Twycross Zoo opened in 1963 on a site in Leicestershire. Initially a comparatively modest collection, it has grown into one of the major British zoos, attracting over 450,000 visitors a year. It is famous for its collection of primates.

Situated near the small village of Twycross, the zoo occupies over 40 acres and is set in open countryside. Despite its rural location, it is only four miles from the M42/A42 (which links the M1 and M6) making it readily accessible from anywhere in central England.

Throughout the year (we only close Christmas Day) the zoo plays host to a wide range of visitors from family groups on a day out to schoolchildren studying animals (our Education Department teaches over 15,000 pupils a year).

In 1972 the zoo became a charitable trust concentrating on conservation and education, and now takes part in many captive breeding programmes for endangered animals (about three quarters of the animals housed at Twycross are officially classed as endangered species).
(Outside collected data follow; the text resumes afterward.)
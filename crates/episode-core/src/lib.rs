//! Marooned episode generator.
//!
//! Produces a deterministic, replayable episode of a social-deduction
//! scenario: a fixed roster of agents on a procedurally generated
//! island gathers resources, builds an escape ship, and periodically
//! votes to exile the secretly assigned traitor. Everything downstream
//! of a seed is reproducible bit for bit; the presentation layer only
//! consumes the finished step sequence and terrain grids.

pub mod config;
pub mod episode;
pub mod ledger;
pub mod logger;
pub mod policy;
pub mod rng;
pub mod roster;
pub mod terrain;
pub mod voting;

pub use config::{ConfigError, EpisodeConfig};
pub use episode::{generate_episode, Episode, EpisodeCursor};
pub use ledger::Ledger;
pub use logger::StepLogger;
pub use rng::EpisodeRng;
pub use roster::{Agent, Role};
pub use terrain::{LevelSpec, TileGrid, WorldMap};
Like most British zoos, Twycross receives no government funds and relies entirely on money spent by visitors to continue its work.


Many large, exciting animals we see on TV programmes are threatened with extinction. The list includes familiar creatures like gorillas, tigers and elephants as well as smaller and more obscure species. A major reason that population numbers may decline is habitat loss to the ever growing human population.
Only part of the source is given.